Um juiz de instrução criminal no Tribunal de Braga decidiu levar a julgamento um futebolista cabo-verdiano e o seu agente, por alegadamente terem forjado documentos que “cortaram” na idade do jogador, permitindo-lhe atuar num campeonato de juniores.

Segundo uma nota hoje divulgada pela Procuradoria-Geral Distrital do Porto na sua página na Internet, o futebolista está ainda acusado de um crime de falsas declarações e o agente de um crime de auxílio à imigração ilegal.

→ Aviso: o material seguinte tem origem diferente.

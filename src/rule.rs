//! Single-window sliding-log engine.
//!
//! One `Rule` enforces "at most `limit` admissions per `window`" across all
//! visitors. Per-visitor state lives in a dense pool of deadline rings; a
//! concurrent index maps each visitor to its slot, and a free-set tracks
//! slots available for reuse. Structural changes (slot contents, free-set,
//! pool length, index updates) are serialized by one mutex; the index alone
//! answers lock-free lookups for iteration.
//!
//! Lock order is always mutex → index shard: index iterators are drained to a
//! `Vec` before the mutex is taken, and index reads under the mutex are
//! point lookups.

use std::collections::HashSet;
use std::sync::atomic::{AtomicBool, Ordering};
use std::time::Duration;

use dashmap::DashMap;
use parking_lot::Mutex;

use crate::clock;
use crate::key::Key;
use crate::ring::{DeadlineRing, RingFull};

const MIN_SWEEP_INTERVAL: Duration = Duration::from_secs(1);
const MAX_SWEEP_INTERVAL: Duration = Duration::from_secs(60);

/// Slot storage: the ring pool plus the indices currently unowned.
///
/// Every pool index is either in `free` or mapped by the visitor index, so
/// `free.len() + index.len() == slots.len()` holds between operations.
struct SlotPool {
    slots: Vec<DeadlineRing>,
    free: HashSet<usize>,
}

impl SlotPool {
    /// Hand out a slot for `key`: reuse a free one (reset under the new
    /// owner) or grow the pool by one.
    fn acquire(&mut self, key: &Key, limit: usize) -> usize {
        if let Some(&slot) = self.free.iter().next() {
            self.free.remove(&slot);
            self.slots[slot].reset(key.clone());
            slot
        } else {
            self.slots.push(DeadlineRing::new(limit, Some(key.clone())));
            self.slots.len() - 1
        }
    }
}

/// One (window, limit) rule across all visitors.
pub(crate) struct Rule {
    pub(crate) window: Duration,
    pub(crate) window_ns: i64,
    pub(crate) limit: usize,
    pub(crate) expected_visitors: usize,
    pub(crate) cleanup_interval: Duration,
    index: DashMap<Key, usize>,
    pool: Mutex<SlotPool>,
    sweeping: AtomicBool,
}
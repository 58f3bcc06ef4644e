//! Multi-window policy: an ordered set of rules evaluated together.

use std::path::{Path, PathBuf};
use std::sync::Arc;
use std::time::Duration;

use parking_lot::Mutex;

use crate::error::SnapshotError;
use crate::ip;
use crate::key::Key;
use crate::rule::Rule;
use crate::snapshot::{self, AutosaveTask};
use crate::sweep;

const DEFAULT_AUTOSAVE_INTERVAL: Duration = Duration::from_secs(60);

/// A multi-window sliding-log rate limiter.
///
/// Configure with [`add_rule`](Limiter::add_rule) (and optionally
/// [`load_and_autosave`](Limiter::load_and_autosave)), then share as
/// `Arc<Limiter>`: admission and introspection take `&self`.
///
/// A visit is admitted only when every rule still has room for the visitor;
/// rules are checked shortest window first and the first rejection wins.
/// Admissions already recorded by shorter-window rules are *not* rolled back
/// when a longer-window rule rejects; the spent credit recovers on its own
/// as those windows slide.
///
/// Configuration misuse (no rules at admission time, adding rules after
/// autosave is active, rule sets whose allowed rate increases with the window,
/// loading twice) is a programming error and panics.
///
/// Rule and autosave configuration spawn background tasks and must run inside
/// a Tokio runtime.
pub struct Limiter {
    pub(crate) rules: Vec<Arc<Rule>>,
    stem: Option<PathBuf>,
    /// Keeps the periodic snapshot task alive; the task only holds a weak
    /// reference and stops once this is dropped.
    #[allow(dead_code)]
    autosave: Option<Arc<AutosaveTask>>,
    save_lock: Arc<Mutex<()>>,
    loaded: bool,
}

impl Limiter {
    pub fn new() -> Self {
        Self {
            rules: Vec::new(),
            stem: None,
            autosave: None,
            save_lock: Arc::new(Mutex::new(())),
            loaded: false,
        }
    }

    /// Add a rule: at most `limit` admissions per visitor per `window`.
    ///
    /// Windows shorter than one second are outside this limiter's design
    /// range; a `limit` of zero is treated as one.
    pub fn add_rule(&mut self, window: Duration, limit: usize) {
        self.add_rule_sized(window, limit, 0);
    }

    /// Like [`add_rule`](Limiter::add_rule), with a hint for how many
    /// visitors are expected per window. The hint sizes the slot pool up
    /// front; zero falls back to `limit`.
    pub fn add_rule_sized(&mut self, window: Duration, limit: usize, expected_visitors: usize) {
        if self.stem.is_some() {
            panic!("add_rule is not allowed once autosave is active");
        }
        let rule = Arc::new(Rule::new(window, limit, expected_visitors));
        tokio::spawn(sweep::run_sweep_loop(Arc::downgrade(&rule)));
        self.rules.push(rule);
        // defend against out-of-order configuration
        self.rules.sort_by_key(|r| r.window);
        self.validate_densities();
    }

    /// A longer window must not allow a higher rate than a shorter one;
    /// such a rule could never be the binding constraint.
    fn validate_densities(&self) {
        for pair in self.rules.windows(2) {
            let (shorter, longer) = (&pair[0], &pair[1]);
            let short_rate = shorter.limit as f64 / shorter.window.as_nanos() as f64;
            let long_rate = longer.limit as f64 / longer.window.as_nanos() as f64;
            if long_rate > short_rate {
                panic!(
                    "invalid rule set: {} visits per {:?} allows a higher rate than {} visits per {:?}",
                    longer.limit, longer.window, shorter.limit, shorter.window
                );
            }
        }
    }

    /// Record one visit for `key`. Returns `true` when every rule admitted
    /// it, `false` as soon as one rejects.
    pub fn allow_visit(&self, key: impl Into<Key>) -> bool {
        let key = key.into();
        if self.rules.is_empty() {
            panic!("no rules configured; call add_rule first");
        }
        self.rules.iter().all(|rule| rule.allow_visit(&key))
    }

    /// Record one visit for a dotted-quad IPv4 address, stored as its integer
    /// form. Unparseable addresses are rejected without touching any rule,
    /// and so is `0.0.0.0`, which shares the decoder's failure sentinel.
    pub fn allow_visit_ipv4(&self, ip: &str) -> bool {
        let encoded = ip::ip4_to_i64(ip);
        if encoded == 0 {
            return false;
        }
        self.allow_visit(encoded)
    }

    /// Remaining admissions for `key`, one entry per rule in ascending window
    /// order.
    pub fn remaining_visits(&self, key: impl Into<Key>) -> Vec<usize> {
        let key = key.into();
        self.rules.iter().map(|rule| rule.remaining(&key)).collect()
    }

    /// Remaining admissions under the largest-window rule only.
    pub fn remaining_visit(&self, key: impl Into<Key>) -> usize {
        let Some(rule) = self.rules.last() else {
            panic!("no rules configured; call add_rule first");
        };
        rule.remaining(&key.into())
    }

    /// Per-rule remaining admissions for an IPv4 visitor; empty when the
    /// address does not parse.
    pub fn remaining_visits_ipv4(&self, ip: &str) -> Vec<usize> {
        let encoded = ip::ip4_to_i64(ip);
        if encoded == 0 {
            return Vec::new();
        }
        self.remaining_visits(encoded)
    }

    /// Drop all recorded visits for `key` in every rule, e.g. to lift a limit
    /// for one client by hand.
    pub fn manual_clear(&self, key: impl Into<Key>) {
        let key = key.into();
        for rule in &self.rules {
            rule.manual_clear(&key);
        }
    }

    /// Drop all recorded visits for every visitor.
    pub fn manual_clear_all(&self) {
        for rule in &self.rules {
            rule.manual_clear_all();
        }
    }

    /// Restore state from `<stem>.ratelimit` if present, then write a fresh
    /// snapshot there every 60 seconds.
    ///
    /// See [`load_and_autosave_every`](Limiter::load_and_autosave_every).
    pub fn load_and_autosave(&mut self, stem: impl Into<PathBuf>) -> Result<(), SnapshotError> {
        self.load_and_autosave_every(stem, DEFAULT_AUTOSAVE_INTERVAL)
    }

    /// Restore state from `<stem>.ratelimit` if present, then write a fresh
    /// snapshot there every `interval`.
    ///
    /// A missing file is fine: the limiter starts empty and autosave is still
    /// activated. On a validation error the admissions restored before the
    /// bad record stay in place. After this call the rule set is frozen;
    /// calling it a second time on the same limiter panics.
    pub fn load_and_autosave_every(
        &mut self,
        stem: impl Into<PathBuf>,
        interval: Duration,
    ) -> Result<(), SnapshotError> {
        if self.rules.is_empty() {
            panic!("no rules configured; call add_rule first");
        }
        if self.loaded {
            panic!("load_and_autosave may only be called once");
        }
        let stem = stem.into();
        if stem.as_os_str().is_empty() {
            panic!("snapshot path stem is empty");
        }
        self.loaded = true;
        self.stem = Some(stem.clone());

        let result = snapshot::load(&self.rules, &stem);

        let task = Arc::new(AutosaveTask {
            rules: self.rules.clone(),
            stem,
            save_lock: self.save_lock.clone(),
        });
        tokio::spawn(snapshot::run_autosave_loop(Arc::downgrade(&task), interval));
        self.autosave = Some(task);

        result
    }

    /// Write one snapshot to the stem configured by
    /// [`load_and_autosave`](Limiter::load_and_autosave).
    pub fn save_once(&self) -> Result<(), SnapshotError> {
        if self.rules.is_empty() {
            panic!("no rules configured; call add_rule first");
        }
        let Some(stem) = &self.stem else {
            return Err(SnapshotError::NoPath);
        };
        let _guard = self.save_lock.lock();
        snapshot::save(&self.rules, stem)
    }

    /// Write one snapshot to an explicit path stem, without activating
    /// autosave.
    pub fn save_once_to(&self, stem: impl AsRef<Path>) -> Result<(), SnapshotError> {
        if self.rules.is_empty() {
            panic!("no rules configured; call add_rule first");
        }
        let _guard = self.save_lock.lock();
        snapshot::save(&self.rules, stem.as_ref())
    }
}

impl Default for Limiter {
    fn default() -> Self {
        Self::new()
    }
}
//! Visitor identity keys.
//!
//! A key is a tagged value: a string or an integer of a fixed width. The tag
//! is part of the identity, so `Key::I32(7)` and `Key::I64(7)` are distinct
//! visitors, and the snapshot format records the tag alongside the value.

use std::fmt;

/// An identity tracked by the limiter: a username, a token, an encoded IPv4
/// address, or any other string or integer handle.
#[derive(Debug, Clone, PartialEq, Eq, Hash)]
pub enum Key {
    Str(String),
    I8(i8),
    I16(i16),
    I32(i32),
    I64(i64),
    U8(u8),
    U16(u16),
    U32(u32),
    U64(u64),
}

impl From<&str> for Key {
    fn from(v: &str) -> Self {
        Key::Str(v.to_owned())
    }
}

impl From<String> for Key {
    fn from(v: String) -> Self {
        Key::Str(v)
    }
}

macro_rules! key_from_int {
    ($($ty:ty => $variant:ident),* $(,)?) => {
        $(impl From<$ty> for Key {
            fn from(v: $ty) -> Self {
                Key::$variant(v)
            }
        })*
    };
}

key_from_int! {
    i8 => I8, i16 => I16, i32 => I32, i64 => I64,
    u8 => U8, u16 => U16, u32 => U32, u64 => U64,
}

impl fmt::Display for Key {
    fn fmt(&self, f: &mut fmt::Formatter<'_>) -> fmt::Result {
        match self {
            Key::Str(v) => f.write_str(v),
            Key::I8(v) => write!(f, "{v}"),
            Key::I16(v) => write!(f, "{v}"),
            Key::I32(v) => write!(f, "{v}"),
            Key::I64(v) => write!(f, "{v}"),
            Key::U8(v) => write!(f, "{v}"),
            Key::U16(v) => write!(f, "{v}"),
            Key::U32(v) => write!(f, "{v}"),
            Key::U64(v) => write!(f, "{v}"),
        }
    }
}
use thiserror::Error;

/// Errors surfaced by snapshot persistence.
///
/// Rejection of an admission is not an error (it is the `false` return of
/// `allow_visit`), and configuration misuse is fatal rather than recoverable;
/// only the snapshot lifecycle produces values of this type.
#[derive(Debug, Error)]
pub enum SnapshotError {
    /// The file's layout does not match the configured rules: wrong rule
    /// count, wrong rule index, an unknown key tag, or more deadlines for one
    /// visitor than the rule's limit admits.
    #[error("snapshot does not match the configured rules")]
    Inconsistent,

    /// A deadline run is out of order or reaches past `now + window`; the
    /// file was modified after it was written. `offset` is the reader
    /// position just past the offending deadline.
    #[error("snapshot rejected at byte offset {offset}")]
    Tampered { offset: u64 },

    /// `save_once` was called before any snapshot path was configured.
    #[error("no snapshot path configured; call load_and_autosave first")]
    NoPath,

    #[error(transparent)]
    Io(#[from] std::io::Error),
}
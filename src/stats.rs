//! Visitor introspection: who is currently tracked, and with how much
//! budget left.

use std::collections::BTreeSet;

use crate::ip;
use crate::key::Key;
use crate::limiter::Limiter;

/// Keys stored as `i64` are assumed to be encoded IPv4 addresses and are
/// rendered dotted-quad; everything else renders as-is.
fn render_key(key: &Key) -> String {
    match key {
        Key::I64(v) => ip::i64_to_ip4(*v),
        other => other.to_string(),
    }
}

impl Limiter {
    /// Every visitor currently tracked by any rule, deduplicated and sorted
    /// ascending.
    pub fn current_online_users(&self) -> Vec<String> {
        let mut users = BTreeSet::new();
        for rule in &self.rules {
            for key in rule.online_keys() {
                users.insert(render_key(&key));
            }
        }
        users.into_iter().collect()
    }

    /// Per-visitor remaining budgets, one row per visitor: the rendered key
    /// followed by the remaining count for each rule (ascending window), all
    /// as strings. At most `max` rows are returned, in visitor order.
    ///
    /// Budgets are looked up by the rendered key, so rows for numeric
    /// visitors (rendered dotted-quad) show untouched budgets.
    pub fn current_online_users_with_detail(&self, max: usize) -> Vec<Vec<String>> {
        assert!(max > 0, "max must be positive");
        let mut rows = Vec::new();
        for user in self.current_online_users() {
            if rows.len() >= max {
                break;
            }
            let remaining = self.remaining_visits(user.as_str());
            let mut row = Vec::with_capacity(1 + remaining.len());
            row.push(user);
            row.extend(remaining.into_iter().map(|n| n.to_string()));
            rows.push(row);
        }
        rows
    }

    /// Number of visitors with live admissions in each rule (ascending
    /// window), after one expiry sweep. Eventually consistent with admission
    /// traffic, not transactional against it.
    pub fn current_online_user_count_per_rule(&self) -> Vec<usize> {
        self.rules
            .iter()
            .map(|rule| rule.current_online_count())
            .collect()
    }
}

A acusação do Ministério Público, agora corroborada pelo juiz de instrução, considera indicado que os arguidos obtiveram documentos falsos, concretamente um passaporte e um certificado do registo criminal, ambos da República de Cabo Verde.

Com esses documentos, terão conseguido que o futebolista celebrasse, em janeiro de 2014, um contrato de formação desportiva com um clube de futebol português e fosse admitido a participar no campeonato da época de 2013/14, na categoria de júnior A, “apesar de já não ter idade para tal”.

Ainda segundo o Ministério Público, o arguido futebolista instruiu, com os mesmos passaporte e certificado de registo criminal falsos, um pedido de obtenção de visto e autorização de residência em território nacional, que apresentou na Delegação Regional de Braga do Serviço de Estrangeiros e Fronteiras.